[whatwg] Writing authoring tools and validators for custom microdata vocabularies

Henri Sivonen hsivonen at iki.fi
Wed May 20 00:27:10 PDT 2009


On May 20, 2009, at 04:36, Ian Hickson wrote:

>   REQUIREMENTS:
>     * There should be a definitive location for vocabularies.

If this means that vocabulary schemas should live in a predestined URI  
subspace, I'm inclined to disagree with this requirement, because
  1) for non-predefined vocabularies it would leave vocabulary  
definition as decentralized but would make schemas centralized, which  
doesn't make sense
  2) for predefined vocabularies it would create a single point of  
failure by elevating a given dereferencable URI to a special status.

>     * It should be possible for vocabularies to describe other  
> vocabularies.

I disagree with this requirement. Being able to define a schema  
language in microdata is sufficiently different from other microdata  
use cases that addressing this requirement could have adverse  
complicating effects on other use cases. Furthermore, it is completely  
unclear why schemas would need to be embedded in HTML pages.

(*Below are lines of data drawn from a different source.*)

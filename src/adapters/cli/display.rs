//! Terminal rendering of the token list

use crate::application::{ExplorerPhase, ExplorerSnapshot};
use crate::domain::{HoverState, TokenRow};

const DESCRIPTION_PREVIEW_CHARS: usize = 8;

/// `ABCD...WXYZ`
pub fn short_mint(mint: &str) -> String {
    let chars: Vec<char> = mint.chars().collect();
    if chars.len() <= 8 {
        return mint.to_string();
    }
    let head: String = chars[..4].iter().collect();
    let tail: String = chars[chars.len() - 4..].iter().collect();
    format!("{}...{}", head, tail)
}

/// `$1.23M`, `$4.56k`, `$7.89`; absent or zero is `N/A`
pub fn format_market_cap(market_cap: Option<f64>) -> String {
    match market_cap {
        Some(v) if v != 0.0 && !v.is_nan() => {
            if v >= 1_000_000.0 {
                format!("${:.2}M", v / 1_000_000.0)
            } else if v >= 1_000.0 {
                format!("${:.2}k", v / 1_000.0)
            } else {
                format!("${:.2}", v)
            }
        }
        _ => "N/A".to_string(),
    }
}

pub fn truncate_description(description: &str) -> String {
    if description.chars().count() <= DESCRIPTION_PREVIEW_CHARS {
        return description.to_string();
    }
    let preview: String = description.chars().take(DESCRIPTION_PREVIEW_CHARS).collect();
    format!("{}...", preview)
}

pub fn format_created_at(row: &TokenRow) -> String {
    row.record
        .created_at_utc()
        .map(|t| t.to_rfc3339())
        .unwrap_or_else(|| row.record.created_at.to_string())
}

/// `Showing 30 of ~120 tokens`
pub fn result_header(snapshot: &ExplorerSnapshot) -> String {
    format!(
        "Showing {} of {} tokens",
        snapshot.rows.len(),
        snapshot.cursor.total
    )
}

pub fn render_row(row: &TokenRow) -> String {
    let mut out = format!(
        "{} ({})  {}  created {}",
        row.record.name,
        row.record.symbol,
        short_mint(row.mint()),
        format_created_at(row)
    );

    if let Some(ath) = row.enrichment.ath_market_cap {
        out.push_str(&format!("\n    ATH: {}", format_market_cap(Some(ath))));
    }

    match row.hover {
        HoverState::NotRequested => {}
        HoverState::Loading => out.push_str("\n    loading..."),
        HoverState::Enriched => {
            out.push_str(&format!(
                "\n    Market cap: {}",
                format_market_cap(row.enrichment.market_cap)
            ));
            if let Some(image) = &row.enrichment.image {
                out.push_str(&format!("\n    Image: {}", image));
            }
            if let Some(description) = &row.enrichment.description {
                out.push_str(&format!("\n    {}", truncate_description(description)));
            }
        }
    }

    out
}

pub fn render_snapshot(snapshot: &ExplorerSnapshot) -> String {
    let mut lines = vec![result_header(snapshot)];
    if snapshot.rows.is_empty() {
        lines.push("No tokens found".to_string());
    }
    lines.extend(snapshot.rows.iter().map(render_row));
    if snapshot.phase == ExplorerPhase::Exhausted && !snapshot.rows.is_empty() {
        lines.push("-- end of results --".to_string());
    }
    lines.join("\n")
}
//! Enrichment Fetcher
//!
//! Looks up supplementary fields for a mint through the gateway port.
//! Every failure (transport, non-success status, empty or malformed body)
//! is logged and turned into `None`: a missing image or market cap must
//! never abort a page load or a hover.

use std::sync::Arc;

use crate::ports::{GatewayPort, MetadataQuote};

/// Field of the Solana Tracker ATH payload holding the market cap
const ATH_FIELD: &str = "highest_market_cap";

#[derive(Clone)]
pub struct EnrichmentFetcher {
    gateway: Arc<dyn GatewayPort>,
}

impl EnrichmentFetcher {
    pub fn new(gateway: Arc<dyn GatewayPort>) -> Self {
        Self { gateway }
    }

    /// Image, current market cap and (direct mode only) description
    pub async fn fetch_metadata(&self, mint: &str) -> Option<MetadataQuote> {
        if mint.trim().is_empty() {
            return None;
        }

        match self.gateway.coin_metadata(mint).await {
            Ok(quote) => Some(quote),
            Err(e) => {
                tracing::warn!("Error fetching pump data for {}: {}", mint, e);
                None
            }
        }
    }

    /// All-time-high market cap in USD
    pub async fn fetch_all_time_high(&self, mint: &str) -> Option<f64> {
        if mint.trim().is_empty() {
            return None;
        }

        match self.gateway.all_time_high(mint).await {
            Ok(payload) => {
                let ath = payload.get(ATH_FIELD).and_then(serde_json::Value::as_f64);
                if ath.is_none() {
                    tracing::warn!("ATH payload for {} has no numeric {}", mint, ATH_FIELD);
                }
                ath
            }
            Err(e) => {
                tracing::warn!("Error fetching Solana Tracker data for {}: {}", mint, e);
                None
            }
        }
    }
}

>     * Originating vocabulary documents should be discoverable.

Does this mean something like xsi:schemaLocation? I thought that the  
RELAX NG community had debunked this as an anti-pattern for all other  
cases except for use cases analogous to the Emacs modeline (i.e.  
giving a generic XML editor a path to a *local* schema file in order  
to choose autocompletion rules on a per-document basis). See http://www.imc.org/ietf-xml-use/mail-archive/msg00217.html

>     * Machine-readable vocabulary information shouldn't be on a  
> separate
>       page than the human-readable explanation.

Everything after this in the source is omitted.